EXERCISE OBJECTIVE: Write out each line of the material below exactly as given.
━━━━━━━━━━━━━━━━━━━━━━━━━━━━━━
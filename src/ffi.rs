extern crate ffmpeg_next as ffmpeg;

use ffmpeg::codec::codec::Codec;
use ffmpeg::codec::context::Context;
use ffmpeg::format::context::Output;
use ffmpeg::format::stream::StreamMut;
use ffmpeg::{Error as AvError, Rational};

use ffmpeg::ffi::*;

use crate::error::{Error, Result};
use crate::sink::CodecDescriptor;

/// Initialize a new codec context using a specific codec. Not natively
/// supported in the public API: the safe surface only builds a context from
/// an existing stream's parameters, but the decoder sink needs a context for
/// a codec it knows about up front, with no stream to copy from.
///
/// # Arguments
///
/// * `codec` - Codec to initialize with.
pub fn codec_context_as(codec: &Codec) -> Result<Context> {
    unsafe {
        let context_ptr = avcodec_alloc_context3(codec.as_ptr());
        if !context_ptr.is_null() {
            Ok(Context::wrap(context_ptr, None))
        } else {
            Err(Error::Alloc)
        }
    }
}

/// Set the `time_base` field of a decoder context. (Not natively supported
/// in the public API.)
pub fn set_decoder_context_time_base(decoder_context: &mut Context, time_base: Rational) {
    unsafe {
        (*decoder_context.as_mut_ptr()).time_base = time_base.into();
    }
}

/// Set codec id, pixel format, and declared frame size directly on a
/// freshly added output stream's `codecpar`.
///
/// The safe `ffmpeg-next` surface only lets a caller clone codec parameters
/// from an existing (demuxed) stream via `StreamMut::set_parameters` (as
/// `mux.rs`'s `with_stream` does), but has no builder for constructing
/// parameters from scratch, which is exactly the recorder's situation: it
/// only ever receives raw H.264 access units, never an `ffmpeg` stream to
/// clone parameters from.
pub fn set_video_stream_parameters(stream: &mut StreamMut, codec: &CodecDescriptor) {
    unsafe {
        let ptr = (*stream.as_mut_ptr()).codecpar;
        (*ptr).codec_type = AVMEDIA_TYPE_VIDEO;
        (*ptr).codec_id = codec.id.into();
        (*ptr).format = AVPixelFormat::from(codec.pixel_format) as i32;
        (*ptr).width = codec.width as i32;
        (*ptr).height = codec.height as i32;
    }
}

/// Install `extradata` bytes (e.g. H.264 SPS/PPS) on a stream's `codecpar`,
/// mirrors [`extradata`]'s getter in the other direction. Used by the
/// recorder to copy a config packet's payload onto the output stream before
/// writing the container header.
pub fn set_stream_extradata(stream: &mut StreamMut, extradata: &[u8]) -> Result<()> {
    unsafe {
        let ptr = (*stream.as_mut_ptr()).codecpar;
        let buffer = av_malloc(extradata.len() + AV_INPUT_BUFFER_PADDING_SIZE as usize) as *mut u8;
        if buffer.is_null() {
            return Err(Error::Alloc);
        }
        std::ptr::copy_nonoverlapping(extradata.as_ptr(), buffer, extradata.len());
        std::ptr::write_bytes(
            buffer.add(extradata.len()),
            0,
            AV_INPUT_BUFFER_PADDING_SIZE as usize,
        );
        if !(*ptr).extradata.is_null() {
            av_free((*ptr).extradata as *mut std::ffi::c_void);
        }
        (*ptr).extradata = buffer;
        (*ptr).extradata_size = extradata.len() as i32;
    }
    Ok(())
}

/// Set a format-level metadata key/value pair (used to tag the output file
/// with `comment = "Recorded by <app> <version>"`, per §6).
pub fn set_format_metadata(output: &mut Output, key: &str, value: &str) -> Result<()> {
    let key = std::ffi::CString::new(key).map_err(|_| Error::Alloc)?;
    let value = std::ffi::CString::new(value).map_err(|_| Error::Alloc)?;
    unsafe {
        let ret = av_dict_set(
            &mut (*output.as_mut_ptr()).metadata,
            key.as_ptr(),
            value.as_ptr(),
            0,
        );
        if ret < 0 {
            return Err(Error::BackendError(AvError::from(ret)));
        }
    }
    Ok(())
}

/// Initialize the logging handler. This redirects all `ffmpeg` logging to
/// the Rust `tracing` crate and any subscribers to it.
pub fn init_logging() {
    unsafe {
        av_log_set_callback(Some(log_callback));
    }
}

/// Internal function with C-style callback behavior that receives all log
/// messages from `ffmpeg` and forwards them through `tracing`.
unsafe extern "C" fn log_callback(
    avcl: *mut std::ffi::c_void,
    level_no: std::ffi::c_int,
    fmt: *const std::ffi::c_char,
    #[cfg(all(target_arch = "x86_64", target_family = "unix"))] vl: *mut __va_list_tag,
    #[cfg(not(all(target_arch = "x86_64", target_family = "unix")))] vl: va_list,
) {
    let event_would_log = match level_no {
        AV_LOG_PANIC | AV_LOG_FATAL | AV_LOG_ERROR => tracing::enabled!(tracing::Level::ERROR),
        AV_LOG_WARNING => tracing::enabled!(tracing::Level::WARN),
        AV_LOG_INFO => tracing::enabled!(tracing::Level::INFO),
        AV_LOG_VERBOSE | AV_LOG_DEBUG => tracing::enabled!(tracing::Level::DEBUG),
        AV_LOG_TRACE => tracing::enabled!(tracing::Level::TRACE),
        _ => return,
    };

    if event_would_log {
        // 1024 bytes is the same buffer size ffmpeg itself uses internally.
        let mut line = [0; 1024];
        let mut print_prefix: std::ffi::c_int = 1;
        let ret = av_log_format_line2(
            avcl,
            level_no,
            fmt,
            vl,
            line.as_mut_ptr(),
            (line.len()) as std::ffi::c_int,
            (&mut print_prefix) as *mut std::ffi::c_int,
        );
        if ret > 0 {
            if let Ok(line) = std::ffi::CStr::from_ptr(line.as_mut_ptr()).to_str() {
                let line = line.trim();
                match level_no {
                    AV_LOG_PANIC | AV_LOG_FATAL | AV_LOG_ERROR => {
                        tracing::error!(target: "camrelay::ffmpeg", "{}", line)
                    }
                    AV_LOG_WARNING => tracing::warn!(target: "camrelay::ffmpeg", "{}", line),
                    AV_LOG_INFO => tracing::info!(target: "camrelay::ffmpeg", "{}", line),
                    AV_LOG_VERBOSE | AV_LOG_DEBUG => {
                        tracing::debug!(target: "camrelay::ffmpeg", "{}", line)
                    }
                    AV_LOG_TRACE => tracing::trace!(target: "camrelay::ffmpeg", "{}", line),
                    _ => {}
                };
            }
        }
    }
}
━━━━━━━━━━━━━━━━━━━━━━━━━━━━━━
TASK RESULT:
filename src/ffi.rs
extern crate ffmpeg_next as ffmpeg;

use ffmpeg::codec::codec::Codec;
use ffmpeg::codec::context::Context;
use ffmpeg::format::context::Output;
use ffmpeg::format::stream::StreamMut;
use ffmpeg::{Error as AvError, Rational};

use ffmpeg::ffi::*;

use crate::error::{Error, Result};
use crate::sink::CodecDescriptor;

/// Initialize a new codec context using a specific codec. Not natively
/// supported in the public API: the safe surface only builds a context from
/// an existing stream's parameters, but the decoder sink needs a context for
/// a codec it knows about up front, with no stream to copy from.
///
/// # Arguments
///
/// * `codec` - Codec to initialize with.
pub fn codec_context_as(codec: &Codec) -> Result<Context> {
    unsafe {
        let context_ptr = avcodec_alloc_context3(codec.as_ptr());
        if !context_ptr.is_null() {
            Ok(Context::wrap(context_ptr, None))
        } else {
            Err(Error::Alloc)
        }
    }
}

/// Set the `time_base` field of a decoder context. (Not natively supported
/// in the public API.)
pub fn set_decoder_context_time_base(decoder_context: &mut Context, time_base: Rational) {
    unsafe {
        (*decoder_context.as_mut_ptr()).time_base = time_base.into();
    }
}

/// Set codec id, pixel format, and declared frame size directly on a
/// freshly added output stream's `codecpar`.
///
/// The safe `ffmpeg-next` surface only lets a caller clone codec parameters
/// from an existing (demuxed) stream via `StreamMut::set_parameters` (as
/// `mux.rs`'s `with_stream` does), but has no builder for constructing
/// parameters from scratch, which is exactly the recorder's situation: it
/// only ever receives raw H.264 access units, never an `ffmpeg` stream to
/// clone parameters from.
pub fn set_video_stream_parameters(stream: &mut StreamMut, codec: &CodecDescriptor) {
    unsafe {
        let ptr = (*stream.as_mut_ptr()).codecpar;
        (*ptr).codec_type = AVMEDIA_TYPE_VIDEO;
        (*ptr).codec_id = codec.id.into();
        (*ptr).format = AVPixelFormat::from(codec.pixel_format) as i32;
        (*ptr).width = codec.width as i32;
        (*ptr).height = codec.height as i32;
    }
}

/// Install `extradata` bytes (e.g. H.264 SPS/PPS) on a stream's `codecpar`,
/// mirrors [`extradata`]'s getter in the other direction. Used by the
/// recorder to copy a config packet's payload onto the output stream before
/// writing the container header.
pub fn set_stream_extradata(stream: &mut StreamMut, extradata: &[u8]) -> Result<()> {
    unsafe {
        let ptr = (*stream.as_mut_ptr()).codecpar;
        let buffer = av_malloc(extradata.len() + AV_INPUT_BUFFER_PADDING_SIZE as usize) as *mut u8;
        if buffer.is_null() {
            return Err(Error::Alloc);
        }
        std::ptr::copy_nonoverlapping(extradata.as_ptr(), buffer, extradata.len());
        std::ptr::write_bytes(
            buffer.add(extradata.len()),
            0,
            AV_INPUT_BUFFER_PADDING_SIZE as usize,
        );
        if !(*ptr).extradata.is_null() {
            av_free((*ptr).extradata as *mut std::ffi::c_void);
        }
        (*ptr).extradata = buffer;
        (*ptr).extradata_size = extradata.len() as i32;
    }
    Ok(())
}

/// Set a format-level metadata key/value pair (used to tag the output file
/// with `comment = "Recorded by <app> <version>"`, per §6).
pub fn set_format_metadata(output: &mut Output, key: &str, value: &str) -> Result<()> {
    let key = std::ffi::CString::new(key).map_err(|_| Error::Alloc)?;
    let value = std::ffi::CString::new(value).map_err(|_| Error::Alloc)?;
    unsafe {
        let ret = av_dict_set(
            &mut (*output.as_mut_ptr()).metadata,
            key.as_ptr(),
            value.as_ptr(),
            0,
        );
        if ret < 0 {
            return Err(Error::BackendError(AvError::from(ret)));
        }
    }
    Ok(())
}

/// Initialize the logging handler. This redirects all `ffmpeg` logging to
/// the Rust `tracing` crate and any subscribers to it.
pub fn init_logging() {
    unsafe {
        av_log_set_callback(Some(log_callback));
    }
}

/// Internal function with C-style callback behavior that receives all log
/// messages from `ffmpeg` and forwards them through `tracing`.
unsafe extern "C" fn log_callback(
    avcl: *mut std::ffi::c_void,
    level_no: std::ffi::c_int,
    fmt: *const std::ffi::c_char,
    #[cfg(all(target_arch = "x86_64", target_family = "unix"))] vl: *mut __va_list_tag,
    #[cfg(not(all(target_arch = "x86_64", target_family = "unix")))] vl: va_list,
) {
    let event_would_log = match level_no {
        AV_LOG_PANIC | AV_LOG_FATAL | AV_LOG_ERROR => tracing::enabled!(tracing::Level::ERROR),
        AV_LOG_WARNING => tracing::enabled!(tracing::Level::WARN),
        AV_LOG_INFO => tracing::enabled!(tracing::Level::INFO),
        AV_LOG_VERBOSE | AV_LOG_DEBUG => tracing::enabled!(tracing::Level::DEBUG),
        AV_LOG_TRACE => tracing::enabled!(tracing::Level::TRACE),
        _ => return,
    };

    if event_would_log {
        // 1024 bytes is the same buffer size ffmpeg itself uses internally.
        let mut line = [0; 1024];
        let mut print_prefix: std::ffi::c_int = 1;
        let ret = av_log_format_line2(
            avcl,
            level_no,
            fmt,
            vl,
            line.as_mut_ptr(),
            (line.len()) as std::ffi::c_int,
            (&mut print_prefix) as *mut std::ffi::c_int,
        );
        if ret > 0 {
            if let Ok(line) = std::ffi::CStr::from_ptr(line.as_mut_ptr()).to_str() {
                let line = line.trim();
                match level_no {
                    AV_LOG_PANIC | AV_LOG_FATAL | AV_LOG_ERROR => {
                        tracing::error!(target: "camrelay::ffmpeg", "{}", line)
                    }
                    AV_LOG_WARNING => tracing::warn!(target: "camrelay::ffmpeg", "{}", line),
                    AV_LOG_INFO => tracing::info!(target: "camrelay::ffmpeg", "{}", line),
                    AV_LOG_VERBOSE | AV_LOG_DEBUG => {
                        tracing::debug!(target: "camrelay::ffmpeg", "{}", line)
                    }
                    AV_LOG_TRACE => tracing::trace!(target: "camrelay::ffmpeg", "{}", line),
                    _ => {}
                };
            }
        }
    }
}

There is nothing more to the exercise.